1) Vassalité et bénéfice.
La fidélité vassalique est
"égalitaire" : le seigneur doit en partie subvenir aux besoins du vassal.
Le seigneur concède donc des bénéfices. Le vassal offre son service au seigneur, le seigneur offre une
rémunération sous forme de cadeaux. Là dessus se greffe l'ambiguïté des institutions
franques : à coté des honneurs reçus du roi pour le service public de l'administration,
les vassaux, pour leur service personnel, reçoivent des terres en bénéfices. Ce dernier
service est-il public ou privé ? Ces terres s'intègrent donc plus facilement à un
patrimoine.
2) Officiers ou vassaux.
Le comte,
élu au sein de sa circonscription, possède des terres en pleine propriété : les alleux. Les comtes sont des fonctionnaires,
et en tant que tel ils détiennent des terres qu'ils ont reçues comme honneur. Il y a
donc implantation des comtes au sein de leur circonscription. Le comte ou le vassal va
intégrer ses terres au sein de son patrimoine.
Dans la
théorie, les fonctions publiques avec l'honneur, et les liens de vassalité avec le
bénéfice sont bien séparés : des comtes sont encore mutés dans différentes
circonscriptions.
3) Les profits de l'aristocratie
Fondamentale
est son évolution. Au départ, elle est impériale : ce qui compte le plus, c'est d'être
proche du roi. Le point d'arrivée et l'aristocratie territoriale avec l'établissement du
lien le plus fort possible avec la terre : offices héréditaires ou biens développés.
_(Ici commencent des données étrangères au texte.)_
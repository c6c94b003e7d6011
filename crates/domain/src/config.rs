//! Configuration structures
//!
//! Every section has serde defaults so a config file only needs to name what
//! it overrides.

use std::time::Duration;

use serde::{Deserialize, Serialize};

use crate::constants::{
    DEFAULT_API_BASE_URL, DEFAULT_API_MAX_ATTEMPTS, DEFAULT_API_TIMEOUT_SECS,
    DEFAULT_DATE_RANGE_DAYS, SYNC_JOBS_POLL_INTERVAL_MS,
};
use crate::errors::{AdSyncError, Result};

/// Application configuration
#[derive(Debug, Clone, Default, PartialEq, Eq, Serialize, Deserialize)]
pub struct Config {
    #[serde(default)]
    pub api: ApiConfig,
    #[serde(default)]
    pub polling: PollingConfig,
    #[serde(default)]
    pub selection: SelectionConfig,
    #[serde(default)]
    pub logging: LoggingConfig,
}

impl Config {
    /// Reject values that would make the client unusable.
    pub fn validate(&self) -> Result<()> {
        if self.api.base_url.trim().is_empty() {
            return Err(AdSyncError::Config("api.base_url must not be empty".into()));
        }
        if self.api.timeout_secs == 0 {
            return Err(AdSyncError::Config("api.timeout_secs must be positive".into()));
        }
        if self.polling.interval_ms == 0 {
            return Err(AdSyncError::Config("polling.interval_ms must be positive".into()));
        }
        if self.selection.default_range_days == 0 {
            return Err(AdSyncError::Config(
                "selection.default_range_days must be positive".into(),
            ));
        }
        Ok(())
    }
}

/// Upstream API settings
#[derive(Debug, Clone, PartialEq, Eq, Serialize, Deserialize)]
pub struct ApiConfig {
    /// Absolute http(s) URL the resource paths are appended to.
    #[serde(default = "default_base_url")]
    pub base_url: String,
    #[serde(default = "default_timeout_secs")]
    pub timeout_secs: u64,
    /// Transport attempts for connection failures. HTTP statuses are never
    /// re-sent.
    #[serde(default = "default_max_attempts")]
    pub max_attempts: usize,
}

impl ApiConfig {
    /// Per-request deadline.
    pub fn timeout(&self) -> Duration {
        Duration::from_secs(self.timeout_secs)
    }
}

impl Default for ApiConfig {
    fn default() -> Self {
        Self {
            base_url: default_base_url(),
            timeout_secs: DEFAULT_API_TIMEOUT_SECS,
            max_attempts: DEFAULT_API_MAX_ATTEMPTS,
        }
    }
}

/// Sync job polling settings
#[derive(Debug, Clone, PartialEq, Eq, Serialize, Deserialize)]
pub struct PollingConfig {
    #[serde(default = "default_poll_interval_ms")]
    pub interval_ms: u64,
}

impl PollingConfig {
    /// Delay between sync-jobs fetches while a job is active.
    pub fn interval(&self) -> Duration {
        Duration::from_millis(self.interval_ms)
    }
}

impl Default for PollingConfig {
    fn default() -> Self {
        Self { interval_ms: SYNC_JOBS_POLL_INTERVAL_MS }
    }
}

/// Selection defaults
#[derive(Debug, Clone, PartialEq, Eq, Serialize, Deserialize)]
pub struct SelectionConfig {
    #[serde(default = "default_range_days")]
    pub default_range_days: u32,
}

impl Default for SelectionConfig {
    fn default() -> Self {
        Self { default_range_days: DEFAULT_DATE_RANGE_DAYS }
    }
}

/// Logging settings
#[derive(Debug, Clone, PartialEq, Eq, Serialize, Deserialize)]
pub struct LoggingConfig {
    /// Default `EnvFilter` directive; `RUST_LOG` takes precedence.
    #[serde(default = "default_log_filter")]
    pub filter: String,
    /// Emit JSON lines instead of human-readable output.
    #[serde(default)]
    pub json: bool,
}

impl Default for LoggingConfig {
    fn default() -> Self {
        Self { filter: default_log_filter(), json: false }
    }
}

fn default_base_url() -> String {
    DEFAULT_API_BASE_URL.to_string()
}

const fn default_timeout_secs() -> u64 {
    DEFAULT_API_TIMEOUT_SECS
}

const fn default_max_attempts() -> usize {
    DEFAULT_API_MAX_ATTEMPTS
}

const fn default_poll_interval_ms() -> u64 {
    SYNC_JOBS_POLL_INTERVAL_MS
}

const fn default_range_days() -> u32 {
    DEFAULT_DATE_RANGE_DAYS
}

fn default_log_filter() -> String {
    "info".to_string()
}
Charlemagne a utilisé les élites laïques en les employant en tant qu'agents
royaux. Défense est faite au grands de s'entourer de leurs fidèles, ce qui feraient un
réseau de pouvoir secondaire. A ce moment là, la proximité royale est à la base de la
réussite aristocratique. Ce modèle fonctionne jusque vers 950.
Cette idée
d'une aristocratie internationale, subit des changements profonds dans la seconde moitié
du Xe siècle :
Traité de Verdun et fragmentation des royaumes, ce qui favorise un ancrage national.
Invasions normandes et
invasions externes : le contrôle territorial prend de l'importance avec la construction
de châteaux et d'ateliers monétaires.
Concession d'abbayes et
d'évêchés aux aristocrates.
La
proximité royale continue encore un peu, puis laisse la place à une aristocratie locale.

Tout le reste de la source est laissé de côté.